[Records Boundary: Start]

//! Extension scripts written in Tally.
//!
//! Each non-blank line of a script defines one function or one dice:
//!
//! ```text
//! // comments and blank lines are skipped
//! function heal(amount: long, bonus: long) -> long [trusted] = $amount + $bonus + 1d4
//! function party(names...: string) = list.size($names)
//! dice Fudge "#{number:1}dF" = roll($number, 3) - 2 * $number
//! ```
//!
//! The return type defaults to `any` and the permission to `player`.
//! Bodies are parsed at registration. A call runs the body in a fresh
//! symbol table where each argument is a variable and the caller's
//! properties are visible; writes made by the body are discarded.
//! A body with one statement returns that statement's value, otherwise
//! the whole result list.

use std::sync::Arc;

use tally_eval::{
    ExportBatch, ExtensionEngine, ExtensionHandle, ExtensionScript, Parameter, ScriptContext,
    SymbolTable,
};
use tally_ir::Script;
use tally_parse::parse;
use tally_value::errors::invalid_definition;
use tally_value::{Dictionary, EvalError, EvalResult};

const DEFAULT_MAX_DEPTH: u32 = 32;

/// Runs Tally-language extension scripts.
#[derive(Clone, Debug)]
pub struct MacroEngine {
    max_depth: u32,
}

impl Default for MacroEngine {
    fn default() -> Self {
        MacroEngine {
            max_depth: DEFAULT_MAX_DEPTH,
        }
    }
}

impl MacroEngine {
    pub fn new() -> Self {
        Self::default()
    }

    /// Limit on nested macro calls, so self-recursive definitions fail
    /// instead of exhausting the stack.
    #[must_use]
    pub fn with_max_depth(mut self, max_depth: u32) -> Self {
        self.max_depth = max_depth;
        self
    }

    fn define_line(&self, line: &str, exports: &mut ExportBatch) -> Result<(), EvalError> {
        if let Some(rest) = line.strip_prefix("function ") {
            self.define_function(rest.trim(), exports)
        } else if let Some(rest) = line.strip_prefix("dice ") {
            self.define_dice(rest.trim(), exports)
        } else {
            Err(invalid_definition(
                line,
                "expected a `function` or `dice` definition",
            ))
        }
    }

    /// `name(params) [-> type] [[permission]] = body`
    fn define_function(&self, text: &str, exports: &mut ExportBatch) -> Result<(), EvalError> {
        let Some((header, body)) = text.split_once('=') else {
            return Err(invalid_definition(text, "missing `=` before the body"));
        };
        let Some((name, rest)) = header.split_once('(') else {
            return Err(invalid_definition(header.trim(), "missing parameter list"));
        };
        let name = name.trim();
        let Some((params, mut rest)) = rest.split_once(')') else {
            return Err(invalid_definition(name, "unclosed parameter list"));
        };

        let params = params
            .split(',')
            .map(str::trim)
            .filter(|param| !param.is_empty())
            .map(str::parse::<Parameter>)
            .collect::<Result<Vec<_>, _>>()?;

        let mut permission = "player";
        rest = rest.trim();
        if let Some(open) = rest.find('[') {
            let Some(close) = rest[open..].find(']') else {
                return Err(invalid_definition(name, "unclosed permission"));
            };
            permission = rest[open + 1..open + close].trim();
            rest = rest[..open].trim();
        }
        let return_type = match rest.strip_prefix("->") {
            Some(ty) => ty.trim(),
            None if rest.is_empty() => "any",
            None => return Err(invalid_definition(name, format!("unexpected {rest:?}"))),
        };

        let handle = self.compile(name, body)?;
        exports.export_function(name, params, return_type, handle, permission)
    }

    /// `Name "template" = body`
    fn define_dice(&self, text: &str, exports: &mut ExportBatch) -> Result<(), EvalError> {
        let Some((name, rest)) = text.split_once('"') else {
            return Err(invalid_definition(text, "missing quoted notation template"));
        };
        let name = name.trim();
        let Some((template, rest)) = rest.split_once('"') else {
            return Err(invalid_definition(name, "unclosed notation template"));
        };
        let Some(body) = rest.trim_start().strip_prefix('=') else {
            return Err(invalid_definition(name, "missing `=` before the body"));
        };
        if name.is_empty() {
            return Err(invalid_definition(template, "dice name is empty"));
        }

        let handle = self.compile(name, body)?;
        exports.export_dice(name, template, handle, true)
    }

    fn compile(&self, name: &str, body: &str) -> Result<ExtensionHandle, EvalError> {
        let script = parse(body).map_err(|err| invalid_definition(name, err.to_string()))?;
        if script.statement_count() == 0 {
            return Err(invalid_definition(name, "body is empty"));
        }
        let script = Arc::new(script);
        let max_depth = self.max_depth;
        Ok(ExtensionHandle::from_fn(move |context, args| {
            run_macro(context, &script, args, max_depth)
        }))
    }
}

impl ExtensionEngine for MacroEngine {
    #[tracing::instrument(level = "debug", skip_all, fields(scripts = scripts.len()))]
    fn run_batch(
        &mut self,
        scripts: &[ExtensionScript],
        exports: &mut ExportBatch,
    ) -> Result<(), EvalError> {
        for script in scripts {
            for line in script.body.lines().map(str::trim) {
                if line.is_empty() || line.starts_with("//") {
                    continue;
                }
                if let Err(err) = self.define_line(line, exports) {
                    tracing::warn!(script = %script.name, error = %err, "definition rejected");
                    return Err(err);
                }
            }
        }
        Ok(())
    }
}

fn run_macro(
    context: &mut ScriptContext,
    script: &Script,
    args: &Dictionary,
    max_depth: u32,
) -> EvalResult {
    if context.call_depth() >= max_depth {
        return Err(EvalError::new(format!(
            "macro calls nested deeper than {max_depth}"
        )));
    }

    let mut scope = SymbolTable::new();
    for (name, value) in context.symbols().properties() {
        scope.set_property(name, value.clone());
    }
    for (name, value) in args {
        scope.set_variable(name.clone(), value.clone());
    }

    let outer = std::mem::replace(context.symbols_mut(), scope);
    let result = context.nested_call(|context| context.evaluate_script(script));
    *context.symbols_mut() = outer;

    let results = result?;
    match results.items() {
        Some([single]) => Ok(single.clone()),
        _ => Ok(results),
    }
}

[Records Boundary: End]

- Try it
Pull each line containing "list" from the records.

- Output for this exercise
//! function party(names...: string) = list.size($names)
//! the whole result list.
            return Err(invalid_definition(header.trim(), "missing parameter list"));
            return Err(invalid_definition(name, "unclosed parameter list"));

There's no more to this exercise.